▸ INSTRUCTIONS TO FOLLOW:
All lines holding the word "application" should be located in the records and copied.

▸ RAW DATA:
use sea_orm_migration::prelude::*;

#[derive(DeriveMigrationName)]
pub struct Migration;

#[async_trait::async_trait]
impl MigrationTrait for Migration {
    async fn up(&self, manager: &SchemaManager) -> Result<(), DbErr> {
        manager
            .create_table(
                Table::create()
                    .table(GymSettings::Table)
                    .if_not_exists()
                    .col(
                        ColumnDef::new(GymSettings::Id)
                            .integer()
                            .not_null()
                            .auto_increment()
                            .primary_key(),
                    )
                    .col(
                        ColumnDef::new(GymSettings::GymName)
                            .string_len(100)
                            .not_null(),
                    )
                    .col(
                        ColumnDef::new(GymSettings::ContactEmail)
                            .string_len(255)
                            .not_null(),
                    )
                    .col(ColumnDef::new(GymSettings::ContactPhone).string_len(30))
                    .col(ColumnDef::new(GymSettings::Address).text())
                    .col(ColumnDef::new(GymSettings::OpeningHours).string_len(100))
                    .col(
                        ColumnDef::new(GymSettings::Currency)
                            .string_len(10)
                            .not_null()
                            .default("USD"),
                    )
                    .col(
                        ColumnDef::new(GymSettings::UpdatedAt)
                            .timestamp()
                            .not_null()
                            .default(Expr::current_timestamp()),
                    )
                    .to_owned(),
            )
            .await?;

        Ok(())
    }

    async fn down(&self, manager: &SchemaManager) -> Result<(), DbErr> {
        manager
            .drop_table(Table::drop().table(GymSettings::Table).to_owned())
            .await
    }
}

#[derive(DeriveIden)]
enum GymSettings {
    Table,
    Id,
    GymName,
    ContactEmail,
    ContactPhone,
    Address,
    OpeningHours,
    Currency,
    UpdatedAt,
}
//! # 教练实体定义

use sea_orm::entity::prelude::*;
use serde::{Deserialize, Serialize};

/// 教练实体
#[derive(Clone, Debug, PartialEq, DeriveEntityModel, Eq, Serialize, Deserialize)]
#[sea_orm(table_name = "trainers")]
pub struct Model {
    #[sea_orm(primary_key)]
    pub id: i32,
    pub name: String,
    #[sea_orm(unique)]
    pub email: String,
    pub phone: Option<String>,
    /// 专长方向，如 "yoga"、"strength"
    pub specialty: Option<String>,
    pub is_active: bool,
    pub created_at: DateTime,
    pub updated_at: DateTime,
}

#[derive(Copy, Clone, Debug, EnumIter, DeriveRelation)]
pub enum Relation {}

impl ActiveModelBehavior for ActiveModel {}
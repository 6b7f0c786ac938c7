//! # 认证中间件
//!
//! 从请求头中提取JWT，验证并将其解析的用户信息注入到请求扩展中。

use axum::{
    extract::{Request, State},
    http::StatusCode,
    middleware::Next,
    response::Response,
};
use std::sync::Arc;

use crate::auth::AuthUtils;
use crate::management::server::AppState;

/// 包含认证用户信息的上下文
#[derive(Debug, Clone)]
pub struct AuthContext {
    pub user_id: i32,
    pub username: String,
    pub is_admin: bool,
}

/// Axum认证中间件
pub async fn auth(
    State(state): State<AppState>,
    mut request: Request,
    next: Next,
) -> Result<Response, StatusCode> {
    // 从请求头中提取 `Authorization`
    let auth_header = request
        .headers()
        .get("Authorization")
        .and_then(|header| header.to_str().ok());

    let Some(auth_header) = auth_header else {
        // 如果没有 Authorization 头，直接拒绝
        return Err(StatusCode::UNAUTHORIZED);
    };

    // 提取 Bearer Token
    let Some(token) = AuthUtils::extract_bearer_token(auth_header) else {
        return Err(StatusCode::UNAUTHORIZED);
    };

    // 使用 JwtManager 验证 Token
    match state.jwt_manager.validate_token(&token) {
        Ok(claims) => {
            // Token有效，将用户信息注入到请求扩展中
            let user_id = claims
                .user_id()
                .map_err(|_| StatusCode::INTERNAL_SERVER_ERROR)?;
            let auth_context = Arc::new(AuthContext {
                user_id,
                username: claims.username,
                is_admin: claims.is_admin,
            });
            request.extensions_mut().insert(auth_context);
            // 将请求传递给下一个中间件或处理器
            Ok(next.run(request).await)
        }
        Err(_) => {
            // Token无效或过期，返回401
            Err(StatusCode::UNAUTHORIZED)
        }
    }
}
//! The unified error handling system for the application.

use std::fmt::Display;

// 1. Core Types
pub use types::ConsoleError;

/// A unified `Result` type for the entire application.
///
/// All functions that can fail should return this type.
pub type Result<T> = std::result::Result<T, ConsoleError>;

// 2. Module declarations
pub mod macros;
pub mod types;

// 3. Context Trait for adding context to errors.
pub trait Context<T, E> {
    #[track_caller]
    fn context<C>(self, context: C) -> Result<T>
    where
        C: std::fmt::Display;

    #[track_caller]
    fn with_context<C, F>(self, context: F) -> Result<T>
    where
        F: FnOnce() -> C,
        C: std::fmt::Display;
}

impl<T, E> Context<T, E> for std::result::Result<T, E>
where
    E: Into<ConsoleError>,
{
    #[track_caller]
    fn context<C>(self, context: C) -> Result<T>
    where
        C: std::fmt::Display,
    {
        self.with_context(|| context)
    }

    #[track_caller]
    fn with_context<C, F>(self, context: F) -> Result<T>
    where
        F: FnOnce() -> C,
        C: std::fmt::Display,
    {
        match self {
            Ok(value) => Ok(value),
            Err(error) => {
                let context_message = context().to_string();
                Err(ConsoleError::Context {
                    context: context_message,
                    source: Box::new(error.into()),
                })
            }
        }
    }
}

/// Helper to attach context to an error without intermediate boilerplate.
#[track_caller]
pub fn context_error<T>(err: impl Into<ConsoleError>, context: impl Display) -> Result<T> {
    Err(err.into()).context(context)
}
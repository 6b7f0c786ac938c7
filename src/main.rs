//! # Gym Console API 主程序
//!
//! 健身房管理平台控制台后端：资源 API + 外部服务网关

use std::sync::Arc;

use clap::Parser;
use tracing::{error, info};

use gym_console_api::{
    ConsoleError, Result,
    config::{AppConfig, ConfigManager},
    database, logging,
    management::server::ManagementServer,
};

/// 命令行参数
#[derive(Debug, Parser)]
#[command(name = "gym-console-api", about = "Gym management console backend")]
struct Cli {
    /// 配置文件路径（覆盖 GYM_CONSOLE_CONFIG）
    #[arg(long)]
    config: Option<String>,

    /// 监听端口（覆盖配置文件）
    #[arg(long)]
    port: Option<u16>,

    /// 日志级别（info / debug / trace）
    #[arg(long)]
    log_level: Option<String>,
}

#[tokio::main]
async fn main() -> Result<()> {
    let cli = Cli::parse();

    // 初始化日志系统
    logging::init_logging(cli.log_level.as_ref());

    // 加载配置
    let mut config = match &cli.config {
        Some(path) => ConfigManager::from_file(path)?,
        None => ConfigManager::load()?,
    };
    if let Some(port) = cli.port {
        config.server.port = port;
    }
    let config = Arc::new(config);

    // 执行数据初始化（数据库迁移等）
    let db = run_data_initialization(&config)
        .await
        .map_err(|e| ConsoleError::Database {
            message: format!("数据初始化失败: {e}"),
            source: Some(e),
        })?;

    // 启动服务
    info!("服务启动");
    let server = ManagementServer::new(Arc::new(db), config);
    if let Err(e) = server.serve().await {
        error!("服务启动失败: {e:?}");
        std::process::exit(1);
    }

    info!("服务正常关闭");
    Ok(())
}

/// 数据初始化函数
async fn run_data_initialization(config: &AppConfig) -> anyhow::Result<sea_orm::DatabaseConnection> {
    info!("开始数据初始化过程...");

    let db = database::init_database(&config.database.url)
        .await
        .map_err(|e| anyhow::anyhow!("数据库连接失败: {e}"))?;

    // 运行数据库迁移，确保表结构与初始数据存在
    info!("执行数据库迁移...");
    database::run_migrations(&db)
        .await
        .map_err(|e| anyhow::anyhow!("数据库迁移失败: {e}"))?;

    info!("数据初始化过程完成");
    Ok(db)
}
use sea_orm_migration::prelude::*;

#[derive(DeriveMigrationName)]
pub struct Migration;

#[async_trait::async_trait]
impl MigrationTrait for Migration {
    async fn up(&self, manager: &SchemaManager) -> Result<(), DbErr> {
        manager
            .create_table(
                Table::create()
                    .table(Attendance::Table)
                    .if_not_exists()
                    .col(
                        ColumnDef::new(Attendance::Id)
                            .integer()
                            .not_null()
                            .auto_increment()
                            .primary_key(),
                    )
                    .col(ColumnDef::new(Attendance::MemberId).integer().not_null())
                    .col(
                        ColumnDef::new(Attendance::CheckedInAt)
                            .timestamp()
                            .not_null(),
                    )
                    .col(ColumnDef::new(Attendance::CheckedOutAt).timestamp())
                    .col(
                        ColumnDef::new(Attendance::CreatedAt)
                            .timestamp()
                            .not_null()
                            .default(Expr::current_timestamp()),
                    )
                    .foreign_key(
                        ForeignKey::create()
                            .name("fk_attendance_member_id")
                            .from(Attendance::Table, Attendance::MemberId)
                            .to(Members::Table, Members::Id)
                            .on_delete(ForeignKeyAction::Cascade),
                    )
                    .to_owned(),
            )
            .await?;

        // 创建索引
        manager
            .create_index(
                Index::create()
                    .name("idx_attendance_member_id")
                    .table(Attendance::Table)
                    .col(Attendance::MemberId)
                    .to_owned(),
            )
            .await?;

        manager
            .create_index(
                Index::create()
                    .name("idx_attendance_checked_in_at")
                    .table(Attendance::Table)
                    .col(Attendance::CheckedInAt)
                    .to_owned(),
            )
            .await?;

        Ok(())
    }

    async fn down(&self, manager: &SchemaManager) -> Result<(), DbErr> {
        manager
            .drop_table(Table::drop().table(Attendance::Table).to_owned())
            .await
    }
}

#[derive(DeriveIden)]
enum Attendance {
    Table,
    Id,
    MemberId,
    CheckedInAt,
    CheckedOutAt,
    CreatedAt,
}

#[derive(DeriveIden)]
enum Members {
    Table,
    Id,
}
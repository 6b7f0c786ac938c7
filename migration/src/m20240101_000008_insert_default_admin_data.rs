use sea_orm_migration::prelude::*;

#[derive(DeriveMigrationName)]
pub struct Migration;

#[async_trait::async_trait]
impl MigrationTrait for Migration {
    async fn up(&self, manager: &SchemaManager) -> Result<(), DbErr> {
        // 插入默认管理员用户
        // 密码: *** (bcrypt hash)
        manager
            .exec_stmt(
                Query::insert()
                    .into_table(Users::Table)
                    .columns([
                        Users::Username,
                        Users::Email,
                        Users::PasswordHash,
                        Users::Salt,
                        Users::IsActive,
                        Users::IsAdmin,
                    ])
                    .values_panic([
                        "admin".into(),
                        "admin@gym-console.local".into(),
                        "$2b$12$LMURIch2lHkm1y1uhuh1HOJ/RDlGjddn6NCiAOCuvsjjmHMXiGTn2".into(),
                        "default_salt_32_chars_long_12345".into(),
                        true.into(),
                        true.into(),
                    ])
                    .to_owned(),
            )
            .await?;

        // 插入初始套餐
        manager
            .exec_stmt(
                Query::insert()
                    .into_table(Packages::Table)
                    .columns([
                        Packages::Name,
                        Packages::Description,
                        Packages::DurationDays,
                        Packages::PriceCents,
                    ])
                    .values_panic([
                        "Monthly".into(),
                        "30 天畅练".into(),
                        30.into(),
                        29900i64.into(),
                    ])
                    .values_panic([
                        "Quarterly".into(),
                        "90 天畅练".into(),
                        90.into(),
                        79900i64.into(),
                    ])
                    .values_panic([
                        "Annual".into(),
                        "365 天畅练".into(),
                        365.into(),
                        259900i64.into(),
                    ])
                    .to_owned(),
            )
            .await?;

        // 插入场馆设置（单行）
        manager
            .exec_stmt(
                Query::insert()
                    .into_table(GymSettings::Table)
                    .columns([
                        GymSettings::GymName,
                        GymSettings::ContactEmail,
                        GymSettings::Currency,
                    ])
                    .values_panic([
                        "My Gym".into(),
                        "contact@gym-console.local".into(),
                        "USD".into(),
                    ])
                    .to_owned(),
            )
            .await?;

        Ok(())
    }

    async fn down(&self, manager: &SchemaManager) -> Result<(), DbErr> {
        manager
            .exec_stmt(
                Query::delete()
                    .from_table(Users::Table)
                    .and_where(Expr::col(Users::Username).eq("admin"))
                    .to_owned(),
            )
            .await?;

        manager
            .exec_stmt(Query::delete().from_table(GymSettings::Table).to_owned())
            .await?;

        manager
            .exec_stmt(Query::delete().from_table(Packages::Table).to_owned())
            .await?;

        Ok(())
    }
}

// 表定义枚举
#[derive(DeriveIden)]
enum Users {
    Table,
    Username,
    Email,
    PasswordHash,
    Salt,
    IsActive,
    IsAdmin,
}

#[derive(DeriveIden)]
enum Packages {
    Table,
    Name,
    Description,
    DurationDays,
    PriceCents,
}

#[derive(DeriveIden)]
enum GymSettings {
    Table,
    GymName,
    ContactEmail,
    Currency,
}
//! # 会籍套餐实体定义

use sea_orm::entity::prelude::*;
use serde::{Deserialize, Serialize};

/// 会籍套餐实体
///
/// 价格以分为单位存储，避免浮点误差。
#[derive(Clone, Debug, PartialEq, DeriveEntityModel, Eq, Serialize, Deserialize)]
#[sea_orm(table_name = "packages")]
pub struct Model {
    #[sea_orm(primary_key)]
    pub id: i32,
    #[sea_orm(unique)]
    pub name: String,
    pub description: Option<String>,
    pub duration_days: i32,
    pub price_cents: i64,
    pub is_active: bool,
    pub created_at: DateTime,
    pub updated_at: DateTime,
}

#[derive(Copy, Clone, Debug, EnumIter, DeriveRelation)]
pub enum Relation {
    #[sea_orm(has_many = "super::members::Entity")]
    Members,
}

impl Related<super::members::Entity> for Entity {
    fn to() -> RelationDef {
        Relation::Members.def()
    }
}

impl ActiveModelBehavior for ActiveModel {}
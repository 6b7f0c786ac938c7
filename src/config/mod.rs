//! # 配置模块
//!
//! 应用配置结构与加载逻辑

pub mod app_config;
pub mod manager;

pub use app_config::{AppConfig, AuthConfig, DatabaseConfig, GatewayConfig, ServerConfig};
pub use manager::ConfigManager;
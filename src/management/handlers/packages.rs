//! # 套餐管理处理器

use axum::extract::{Path, Query, State};
use axum::response::Response;
use chrono::Utc;
use entity::{members, members::Entity as Members, packages, packages::Entity as Packages};
use sea_orm::{
    ActiveModelTrait, ColumnTrait, EntityTrait, PaginatorTrait, QueryFilter, QueryOrder,
    QuerySelect, Set,
};
use serde::{Deserialize, Serialize};

use crate::error::ConsoleError;
use crate::management::response;
use crate::management::server::AppState;
use crate::management::services::shared::{PaginationParams, build_page, validate_name_format};

/// 套餐查询参数
#[derive(Debug, Deserialize)]
pub struct PackageQuery {
    pub page: Option<u64>,
    pub limit: Option<u64>,
    /// 状态过滤
    pub status: Option<String>,
}

/// 创建套餐请求
#[derive(Debug, Deserialize)]
pub struct CreatePackageRequest {
    pub name: String,
    pub description: Option<String>,
    /// 有效天数，必须大于 0
    pub duration_days: i32,
    /// 价格（分），不能为负
    pub price_cents: i64,
}

/// 更新套餐请求
#[derive(Debug, Deserialize)]
pub struct UpdatePackageRequest {
    pub name: Option<String>,
    pub description: Option<String>,
    pub duration_days: Option<i32>,
    pub price_cents: Option<i64>,
    pub status: Option<String>,
}

/// 套餐响应
#[derive(Debug, Serialize)]
pub struct PackageResponse {
    pub id: i32,
    pub name: String,
    pub description: Option<String>,
    pub duration_days: i32,
    pub price_cents: i64,
    pub status: String,
    pub created_at: chrono::DateTime<chrono::Utc>,
    pub updated_at: chrono::DateTime<chrono::Utc>,
}

impl From<packages::Model> for PackageResponse {
    fn from(package: packages::Model) -> Self {
        Self {
            id: package.id,
            name: package.name,
            description: package.description,
            duration_days: package.duration_days,
            price_cents: package.price_cents,
            status: if package.is_active {
                "active".to_string()
            } else {
                "inactive".to_string()
            },
            created_at: package.created_at.and_utc(),
            updated_at: package.updated_at.and_utc(),
        }
    }
}

/// 列出套餐
pub async fn list_packages(
    State(state): State<AppState>,
    Query(query): Query<PackageQuery>,
) -> Response {
    let params = PaginationParams::new(query.page, query.limit, 20, 100);

    let mut select = Packages::find();
    if let Some(status) = &query.status {
        match status.as_str() {
            "active" => select = select.filter(packages::Column::IsActive.eq(true)),
            "inactive" => select = select.filter(packages::Column::IsActive.eq(false)),
            _ => {}
        }
    }

    let packages_list = match select
        .clone()
        .offset(params.offset())
        .limit(params.limit)
        .order_by_asc(packages::Column::Id)
        .all(state.database.as_ref())
        .await
    {
        Ok(list) => list,
        Err(err) => {
            tracing::error!("Failed to fetch packages: {err}");
            return response::app_error(err.into());
        }
    };

    let total = match select.count(state.database.as_ref()).await {
        Ok(count) => count,
        Err(err) => {
            tracing::error!("Failed to count packages: {err}");
            return response::app_error(err.into());
        }
    };

    let data: Vec<PackageResponse> = packages_list
        .into_iter()
        .map(PackageResponse::from)
        .collect();

    response::paginated(data, build_page(total, params).into())
}

/// 校验套餐数值字段
fn validate_package_numbers(duration_days: i32, price_cents: i64) -> Result<(), ConsoleError> {
    if duration_days <= 0 {
        return Err(ConsoleError::validation("有效天数必须大于 0"));
    }
    if price_cents < 0 {
        return Err(ConsoleError::validation("价格不能为负"));
    }
    Ok(())
}

/// 创建套餐
pub async fn create_package(
    State(state): State<AppState>,
    axum::Json(request): axum::Json<CreatePackageRequest>,
) -> Response {
    if let Err(err) = validate_name_format(&request.name) {
        return response::app_error(err);
    }
    if let Err(err) = validate_package_numbers(request.duration_days, request.price_cents) {
        return response::app_error(err);
    }

    // 名称唯一
    match Packages::find()
        .filter(packages::Column::Name.eq(request.name.trim()))
        .one(state.database.as_ref())
        .await
    {
        Ok(Some(_)) => {
            return response::app_error(ConsoleError::conflict("同名套餐已存在"));
        }
        Ok(None) => {}
        Err(err) => {
            tracing::error!("Failed to check existing package: {err}");
            return response::app_error(err.into());
        }
    }

    let now = Utc::now().naive_utc();
    let package = packages::ActiveModel {
        name: Set(request.name.trim().to_string()),
        description: Set(request.description),
        duration_days: Set(request.duration_days),
        price_cents: Set(request.price_cents),
        is_active: Set(true),
        created_at: Set(now),
        updated_at: Set(now),
        ..Default::default()
    };

    match package.insert(state.database.as_ref()).await {
        Ok(created) => response::success_with_message(PackageResponse::from(created), "创建成功"),
        Err(err) => {
            tracing::error!("Failed to create package: {err}");
            response::app_error(err.into())
        }
    }
}

/// 获取单个套餐
pub async fn get_package(State(state): State<AppState>, Path(package_id): Path<i32>) -> Response {
    match Packages::find_by_id(package_id)
        .one(state.database.as_ref())
        .await
    {
        Ok(Some(package)) => response::success(PackageResponse::from(package)),
        Ok(None) => {
            response::app_error(ConsoleError::not_found(format!("套餐不存在: {package_id}")))
        }
        Err(err) => {
            tracing::error!("Failed to fetch package {package_id}: {err}");
            response::app_error(err.into())
        }
    }
}

/// 更新套餐
pub async fn update_package(
    State(state): State<AppState>,
    Path(package_id): Path<i32>,
    axum::Json(request): axum::Json<UpdatePackageRequest>,
) -> Response {
    let package = match Packages::find_by_id(package_id)
        .one(state.database.as_ref())
        .await
    {
        Ok(Some(package)) => package,
        Ok(None) => {
            return response::app_error(ConsoleError::not_found(format!(
                "套餐不存在: {package_id}"
            )));
        }
        Err(err) => {
            tracing::error!("Failed to fetch package for update: {err}");
            return response::app_error(err.into());
        }
    };

    if let Some(name) = &request.name {
        if let Err(err) = validate_name_format(name) {
            return response::app_error(err);
        }
        match Packages::find()
            .filter(packages::Column::Name.eq(name.trim()))
            .filter(packages::Column::Id.ne(package_id))
            .one(state.database.as_ref())
            .await
        {
            Ok(Some(_)) => {
                return response::app_error(ConsoleError::conflict("同名套餐已存在"));
            }
            Ok(None) => {}
            Err(err) => {
                tracing::error!("Failed to check package name uniqueness: {err}");
                return response::app_error(err.into());
            }
        }
    }

    if let Err(err) = validate_package_numbers(
        request.duration_days.unwrap_or(package.duration_days),
        request.price_cents.unwrap_or(package.price_cents),
    ) {
        return response::app_error(err);
    }

    let mut active_model: packages::ActiveModel = package.into();
    if let Some(name) = request.name {
        active_model.name = Set(name.trim().to_string());
    }
    if let Some(description) = request.description {
        active_model.description = Set(Some(description));
    }
    if let Some(duration_days) = request.duration_days {
        active_model.duration_days = Set(duration_days);
    }
    if let Some(price_cents) = request.price_cents {
        active_model.price_cents = Set(price_cents);
    }
    if let Some(status) = request.status {
        match status.as_str() {
            "active" => active_model.is_active = Set(true),
            "inactive" => active_model.is_active = Set(false),
            _ => {
                return response::app_error(ConsoleError::validation(format!(
                    "无效的状态: {status}"
                )));
            }
        }
    }
    active_model.updated_at = Set(Utc::now().naive_utc());

    match active_model.update(state.database.as_ref()).await {
        Ok(updated) => response::success_with_message(PackageResponse::from(updated), "更新成功"),
        Err(err) => {
            tracing::error!("Failed to update package {package_id}: {err}");
            response::app_error(err.into())
        }
    }
}

/// 删除套餐
///
/// 仍被会员引用的套餐不可删除。
pub async fn delete_package(
    State(state): State<AppState>,
    Path(package_id): Path<i32>,
) -> Response {
    let in_use = match Members::find()
        .filter(members::Column::PackageId.eq(package_id))
        .count(state.database.as_ref())
        .await
    {
        Ok(count) => count,
        Err(err) => {
            tracing::error!("Failed to count members for package {package_id}: {err}");
            return response::app_error(err.into());
        }
    };

    if in_use > 0 {
        return response::app_error(ConsoleError::conflict(format!(
            "套餐仍被 {in_use} 名会员使用，无法删除"
        )));
    }

    match Packages::delete_by_id(package_id)
        .exec(state.database.as_ref())
        .await
    {
        Ok(result) if result.rows_affected == 0 => {
            response::app_error(ConsoleError::not_found(format!("套餐不存在: {package_id}")))
        }
        Ok(_) => response::success_without_data("删除成功"),
        Err(err) => {
            tracing::error!("Failed to delete package {package_id}: {err}");
            response::app_error(err.into())
        }
    }
}
use sea_orm_migration::prelude::*;

#[derive(DeriveMigrationName)]
pub struct Migration;

#[async_trait::async_trait]
impl MigrationTrait for Migration {
    async fn up(&self, manager: &SchemaManager) -> Result<(), DbErr> {
        manager
            .create_table(
                Table::create()
                    .table(Members::Table)
                    .if_not_exists()
                    .col(
                        ColumnDef::new(Members::Id)
                            .integer()
                            .not_null()
                            .auto_increment()
                            .primary_key(),
                    )
                    .col(ColumnDef::new(Members::Name).string_len(100).not_null())
                    .col(
                        ColumnDef::new(Members::Email)
                            .string_len(255)
                            .not_null()
                            .unique_key(),
                    )
                    .col(ColumnDef::new(Members::Phone).string_len(30))
                    .col(ColumnDef::new(Members::PackageId).integer())
                    .col(ColumnDef::new(Members::JoinedAt).timestamp().not_null())
                    .col(
                        ColumnDef::new(Members::IsActive)
                            .boolean()
                            .not_null()
                            .default(true),
                    )
                    .col(
                        ColumnDef::new(Members::CreatedAt)
                            .timestamp()
                            .not_null()
                            .default(Expr::current_timestamp()),
                    )
                    .col(
                        ColumnDef::new(Members::UpdatedAt)
                            .timestamp()
                            .not_null()
                            .default(Expr::current_timestamp()),
                    )
                    .foreign_key(
                        ForeignKey::create()
                            .name("fk_members_package_id")
                            .from(Members::Table, Members::PackageId)
                            .to(Packages::Table, Packages::Id)
                            .on_delete(ForeignKeyAction::SetNull),
                    )
                    .to_owned(),
            )
            .await?;

        // 创建索引
        manager
            .create_index(
                Index::create()
                    .name("idx_members_email")
                    .table(Members::Table)
                    .col(Members::Email)
                    .to_owned(),
            )
            .await?;

        manager
            .create_index(
                Index::create()
                    .name("idx_members_package_id")
                    .table(Members::Table)
                    .col(Members::PackageId)
                    .to_owned(),
            )
            .await?;

        manager
            .create_index(
                Index::create()
                    .name("idx_members_active")
                    .table(Members::Table)
                    .col(Members::IsActive)
                    .to_owned(),
            )
            .await?;

        Ok(())
    }

    async fn down(&self, manager: &SchemaManager) -> Result<(), DbErr> {
        manager
            .drop_table(Table::drop().table(Members::Table).to_owned())
            .await
    }
}

#[derive(DeriveIden)]
enum Members {
    Table,
    Id,
    Name,
    Email,
    Phone,
    PackageId,
    JoinedAt,
    IsActive,
    CreatedAt,
    UpdatedAt,
}

#[derive(DeriveIden)]
enum Packages {
    Table,
    Id,
}
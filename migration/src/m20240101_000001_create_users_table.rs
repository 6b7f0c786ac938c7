use sea_orm_migration::prelude::*;

#[derive(DeriveMigrationName)]
pub struct Migration;

#[async_trait::async_trait]
impl MigrationTrait for Migration {
    async fn up(&self, manager: &SchemaManager) -> Result<(), DbErr> {
        manager
            .create_table(
                Table::create()
                    .table(Users::Table)
                    .if_not_exists()
                    .col(
                        ColumnDef::new(Users::Id)
                            .integer()
                            .not_null()
                            .auto_increment()
                            .primary_key(),
                    )
                    .col(
                        ColumnDef::new(Users::Username)
                            .string_len(50)
                            .not_null()
                            .unique_key(),
                    )
                    .col(
                        ColumnDef::new(Users::Email)
                            .string_len(255)
                            .not_null()
                            .unique_key(),
                    )
                    .col(
                        ColumnDef::new(Users::PasswordHash)
                            .string_len(255)
                            .not_null(),
                    )
                    .col(ColumnDef::new(Users::Salt).string_len(64).not_null())
                    .col(
                        ColumnDef::new(Users::IsActive)
                            .boolean()
                            .not_null()
                            .default(true),
                    )
                    .col(
                        ColumnDef::new(Users::IsAdmin)
                            .boolean()
                            .not_null()
                            .default(false),
                    )
                    .col(ColumnDef::new(Users::LastLogin).timestamp())
                    .col(
                        ColumnDef::new(Users::CreatedAt)
                            .timestamp()
                            .not_null()
                            .default(Expr::current_timestamp()),
                    )
                    .col(
                        ColumnDef::new(Users::UpdatedAt)
                            .timestamp()
                            .not_null()
                            .default(Expr::current_timestamp()),
                    )
                    .to_owned(),
            )
            .await?;

        // 创建索引
        manager
            .create_index(
                Index::create()
                    .name("idx_users_username")
                    .table(Users::Table)
                    .col(Users::Username)
                    .to_owned(),
            )
            .await?;

        Ok(())
    }

    async fn down(&self, manager: &SchemaManager) -> Result<(), DbErr> {
        manager
            .drop_table(Table::drop().table(Users::Table).to_owned())
            .await
    }
}

#[derive(DeriveIden)]
enum Users {
    Table,
    Id,
    Username,
    Email,
    PasswordHash,
    Salt,
    IsActive,
    IsAdmin,
    LastLogin,
    CreatedAt,
    UpdatedAt,
}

▸ RESPONSE:
//! The unified error handling system for the application.
/// A unified `Result` type for the entire application.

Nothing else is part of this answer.